**TASK**
Find the lines below in which the string "true" occurs. Copy each one.

**DATA SUPPLIED**
----------

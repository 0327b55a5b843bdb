// Schema model for the processed API description.
//
// Nodes are decoded once and stay read-only for the whole render pass. The
// serde structs mirror the wire shape; `Shape` is the closed classification
// the renderer matches on.
use indexmap::IndexMap;
use serde::{Deserialize, Deserializer, Serialize};
use serde_json::Value;

use crate::error::{RenderError, Result};
use crate::path_id::PathId;

// ————————————————————————————————————————————————————————————————————————————
// TYPES
// ————————————————————————————————————————————————————————————————————————————

/// `{ "api": { "<name>": Namespace, ... } }`
#[derive(Clone, Debug, Default, Serialize, Deserialize)]
pub struct ApiDocument {
    pub api: IndexMap<String, Namespace>,
}

#[derive(Clone, Debug, Default, Serialize, Deserialize)]
pub struct Namespace {
    pub namespace: String,
    #[serde(default)]
    pub types: IndexMap<String, SchemaNode>,
    #[serde(default)]
    pub functions: IndexMap<String, SchemaNode>,
    /// Generic node fields: top-level `properties`, `description`, `nodoc`, ...
    #[serde(flatten)]
    pub node: SchemaNode,
}

#[derive(Clone, Debug, Default, PartialEq, Serialize, Deserialize)]
pub struct SchemaNode {
    #[serde(rename = "type", default, skip_serializing_if = "Option::is_none")]
    pub ty: Option<String>,
    #[serde(rename = "$ref", default, skip_serializing_if = "Option::is_none")]
    pub reference: Option<String>,
    #[serde(rename = "enum", default, skip_serializing_if = "Option::is_none")]
    pub enum_: Option<Vec<EnumMember>>,
    #[serde(default, skip_serializing_if = "Option::is_none")]
    pub choices: Option<Vec<SchemaNode>>,
    #[serde(default, skip_serializing_if = "Option::is_none")]
    pub properties: Option<IndexMap<String, SchemaNode>>,
    #[serde(rename = "additionalProperties", default, skip_serializing_if = "Option::is_none")]
    pub additional_properties: Option<Box<SchemaNode>>,
    #[serde(default, skip_serializing_if = "Option::is_none")]
    pub items: Option<Box<SchemaNode>>,
    #[serde(rename = "minItems", default, skip_serializing_if = "Option::is_none")]
    pub min_items: Option<u32>,
    #[serde(rename = "maxItems", default, skip_serializing_if = "Option::is_none")]
    pub max_items: Option<u32>,
    #[serde(default, skip_serializing_if = "Option::is_none")]
    pub parameters: Option<Vec<SchemaNode>>,
    #[serde(default, skip_serializing_if = "Option::is_none")]
    pub returns: Option<Box<SchemaNode>>,
    #[serde(default, skip_serializing_if = "Option::is_none")]
    pub returns_async: Option<Box<SchemaNode>>,
    /// Present (any non-null, non-false value) on `returns_async` when only the
    /// callback calling convention exists.
    #[serde(default, skip_serializing_if = "Option::is_none")]
    pub does_not_support_promises: Option<Value>,
    #[serde(default, skip_serializing_if = "std::ops::Not::not")]
    pub optional: bool,
    #[serde(default, skip_serializing_if = "std::ops::Not::not")]
    pub nodoc: bool,
    /// absent → `None`, bare `null` marker → `Some(None)`, reason → `Some(Some(..))`
    #[serde(default, deserialize_with = "present", skip_serializing_if = "Option::is_none")]
    pub deprecated: Option<Option<String>>,
    #[serde(default, skip_serializing_if = "Option::is_none")]
    pub description: Option<String>,
    #[serde(rename = "isInstanceOf", default, skip_serializing_if = "Option::is_none")]
    pub is_instance_of: Option<String>,
    #[serde(default, skip_serializing_if = "Option::is_none")]
    pub value: Option<Value>,
    #[serde(default, skip_serializing_if = "Option::is_none")]
    pub name: Option<String>,
}

/// An `enum` member: either a bare primitive or a `{name, description}` record.
#[derive(Clone, Debug, PartialEq, Serialize, Deserialize)]
#[serde(untagged)]
pub enum EnumMember {
    Record {
        name: String,
        #[serde(default, skip_serializing_if = "Option::is_none")]
        description: Option<String>,
    },
    Bare(Value),
}

/// Closed classification of a node, in rule precedence order.
#[derive(Debug, Clone, Copy)]
pub enum Shape<'a> {
    InstanceOf(&'a str),
    Enum(&'a [EnumMember]),
    Choices(&'a [SchemaNode]),
    Array {
        items: Option<&'a SchemaNode>,
        min_items: Option<u32>,
        max_items: Option<u32>,
    },
    Object,
    Reference(&'a str),
    Literal(&'a Value),
    Function,
    Primitive(Primitive),
}

#[derive(Debug, Clone, Copy, PartialEq, Eq)]
pub enum Primitive {
    Number,
    Binary,
    Any,
    Boolean,
    String,
    Void,
    Undefined,
}

// ————————————————————————————————————————————————————————————————————————————
// IMPLEMENTATION
// ————————————————————————————————————————————————————————————————————————————

fn present<'de, D>(de: D) -> std::result::Result<Option<Option<String>>, D::Error>
where
    D: Deserializer<'de>,
{
    Option::<String>::deserialize(de).map(Some)
}

impl EnumMember {
    /// JSON literal for the member value, e.g. `"foo"` or `3`.
    pub fn literal(&self) -> String {
        match self {
            EnumMember::Record { name, .. } => Value::from(name.as_str()).to_string(),
            EnumMember::Bare(value) => value.to_string(),
        }
    }

    pub fn description(&self) -> Option<&str> {
        match self {
            EnumMember::Record { description, .. } => description.as_deref(),
            EnumMember::Bare(_) => None,
        }
    }
}

impl Primitive {
    fn parse(ty: &str) -> Option<Self> {
        match ty {
            "int64" | "integer" | "number" | "double" => Some(Primitive::Number),
            "binary" => Some(Primitive::Binary),
            "any" => Some(Primitive::Any),
            "boolean" => Some(Primitive::Boolean),
            "string" => Some(Primitive::String),
            "void" => Some(Primitive::Void),
            "undefined" => Some(Primitive::Undefined),
            _ => None,
        }
    }

    pub fn as_ts(self) -> &'static str {
        match self {
            Primitive::Number => "number",
            Primitive::Binary => "ArrayBuffer",
            Primitive::Any => "any",
            Primitive::Boolean => "boolean",
            Primitive::String => "string",
            Primitive::Void => "void",
            Primitive::Undefined => "undefined",
        }
    }
}

impl SchemaNode {
    pub fn of_type(ty: &str) -> Self {
        Self { ty: Some(ty.to_string()), ..Self::default() }
    }

    pub fn void() -> Self { Self::of_type("void") }

    /// Decode a node from a raw JSON value (template arguments, overrides).
    pub fn from_value(value: &Value, id: &PathId) -> Result<Self> {
        serde_json::from_value(value.clone())
            .map_err(|error| RenderError::Input(format!("node at {id}: {error}")))
    }

    /// `{"$ref": "Promise", "value": ["return", result]}`: a reference whose
    /// only explicit template argument is `result`.
    pub fn promise_of(result: &SchemaNode) -> Result<Self> {
        let result = serde_json::to_value(result)
            .map_err(|error| RenderError::Input(format!("async result: {error}")))?;
        Ok(Self {
            reference: Some("Promise".to_string()),
            value: Some(Value::Array(vec![Value::from("return"), result])),
            ..Self::default()
        })
    }

    pub fn is_object(&self) -> bool { self.ty.as_deref() == Some("object") }

    /// Object types carrying the `instanceType` marker render as classes.
    pub fn has_instance_type(&self) -> bool {
        self.properties.as_ref().is_some_and(|props| props.contains_key("instanceType"))
    }

    /// Whether a `returns_async` node also allows the deferred-result form.
    pub fn supports_promises(&self) -> bool {
        !matches!(&self.does_not_support_promises, Some(v) if !v.is_null() && v != &Value::Bool(false))
    }

    /// Classify the node. First matching rule wins.
    pub fn shape(&self, id: &PathId) -> Result<Shape<'_>> {
        if let Some(instance) = &self.is_instance_of {
            return Ok(Shape::InstanceOf(instance));
        }
        if let Some(members) = &self.enum_ {
            if !matches!(self.ty.as_deref(), Some("string" | "integer")) {
                return Err(RenderError::BadEnumType { id: id.clone(), ty: self.ty.clone() });
            }
            if members.is_empty() {
                return Err(RenderError::EmptyEnum { id: id.clone() });
            }
            return Ok(Shape::Enum(members));
        }
        if let Some(choices) = &self.choices {
            if choices.is_empty() {
                return Err(RenderError::EmptyChoices { id: id.clone() });
            }
            return Ok(Shape::Choices(choices));
        }
        match self.ty.as_deref() {
            Some("array") => {
                return Ok(Shape::Array {
                    items: self.items.as_deref(),
                    min_items: self.min_items,
                    max_items: self.max_items,
                });
            }
            Some("object") => return Ok(Shape::Object),
            _ => {}
        }
        if let Some(reference) = &self.reference {
            return Ok(Shape::Reference(reference));
        }
        if let Some(value) = &self.value {
            return Ok(Shape::Literal(value));
        }
        match self.ty.as_deref() {
            Some("function") => Ok(Shape::Function),
            None if self.parameters.is_some() => Ok(Shape::Function),
            Some(ty) => Primitive::parse(ty)
                .map(Shape::Primitive)
                .ok_or_else(|| RenderError::unsupported(id, self)),
            None => Err(RenderError::unsupported(id, self)),
        }
    }
}

// ————————————————————————————————————————————————————————————————————————————
// TESTS
// ————————————————————————————————————————————————————————————————————————————

#[cfg(test)]
mod tests {
    use super::*;
    use serde_json::json;

    fn node(v: Value) -> SchemaNode { serde_json::from_value(v).unwrap() }

    fn id() -> PathId { PathId::namespace("test").child("x") }

    #[test]
    fn deprecated_distinguishes_absent_null_and_reason() {
        assert_eq!(node(json!({"type": "string"})).deprecated, None);
        assert_eq!(node(json!({"type": "string", "deprecated": null})).deprecated, Some(None));
        assert_eq!(
            node(json!({"type": "string", "deprecated": "Use y"})).deprecated,
            Some(Some("Use y".to_string()))
        );
    }

    #[test]
    fn instance_of_wins_over_everything() {
        let n = node(json!({"type": "object", "isInstanceOf": "Window", "enum": []}));
        assert!(matches!(n.shape(&id()).unwrap(), Shape::InstanceOf("Window")));
    }

    #[test]
    fn enum_requires_string_or_integer() {
        let n = node(json!({"type": "boolean", "enum": [true]}));
        assert!(matches!(n.shape(&id()), Err(RenderError::BadEnumType { .. })));
        let n = node(json!({"type": "string", "enum": []}));
        assert!(matches!(n.shape(&id()), Err(RenderError::EmptyEnum { .. })));
    }

    #[test]
    fn enum_members_both_forms() {
        let n = node(json!({"type": "string", "enum": ["a", {"name": "b", "description": "B"}]}));
        let members = n.enum_.as_ref().unwrap();
        assert_eq!(members[0].literal(), "\"a\"");
        assert_eq!(members[1].literal(), "\"b\"");
        assert_eq!(members[1].description(), Some("B"));
    }

    #[test]
    fn object_type_precedes_ref() {
        let n = node(json!({"type": "object", "$ref": "Foo"}));
        assert!(matches!(n.shape(&id()).unwrap(), Shape::Object));
    }

    #[test]
    fn parameters_without_type_is_function() {
        let n = node(json!({"parameters": []}));
        assert!(matches!(n.shape(&id()).unwrap(), Shape::Function));
    }

    #[test]
    fn unknown_type_is_unsupported_and_names_node() {
        let n = node(json!({"type": "quaternion"}));
        match n.shape(&id()) {
            Err(RenderError::Unsupported { id, node }) => {
                assert_eq!(id.to_string(), "test.x");
                assert!(node.contains("quaternion"));
            }
            other => panic!("unexpected {other:?}"),
        }
        assert!(matches!(SchemaNode::default().shape(&id()), Err(RenderError::Unsupported { .. })));
    }

    #[test]
    fn promise_wrapper_carries_result_as_second_value() {
        let p = SchemaNode::promise_of(&SchemaNode::of_type("string")).unwrap();
        assert_eq!(p.reference.as_deref(), Some("Promise"));
        assert_eq!(p.value, Some(json!(["return", {"type": "string"}])));
    }

    #[test]
    fn namespace_flattens_generic_fields() {
        let ns: Namespace = serde_json::from_value(json!({
            "namespace": "a",
            "description": "Doc",
            "nodoc": true,
            "properties": {"x": {"type": "string", "value": "1"}},
            "functions": {}
        })).unwrap();
        assert_eq!(ns.namespace, "a");
        assert!(ns.node.nodoc);
        assert_eq!(ns.node.description.as_deref(), Some("Doc"));
        assert!(ns.node.properties.unwrap().contains_key("x"));
        assert!(ns.types.is_empty());
    }

    #[test]
    fn promise_support_flag() {
        assert!(SchemaNode::default().supports_promises());
        let n = node(json!({"does_not_support_promises": "Multiple results"}));
        assert!(!n.supports_promises());
    }
}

----------

**REPLY TO THE TASK**
        let n = node(json!({"type": "boolean", "enum": [true]}));
            "nodoc": true,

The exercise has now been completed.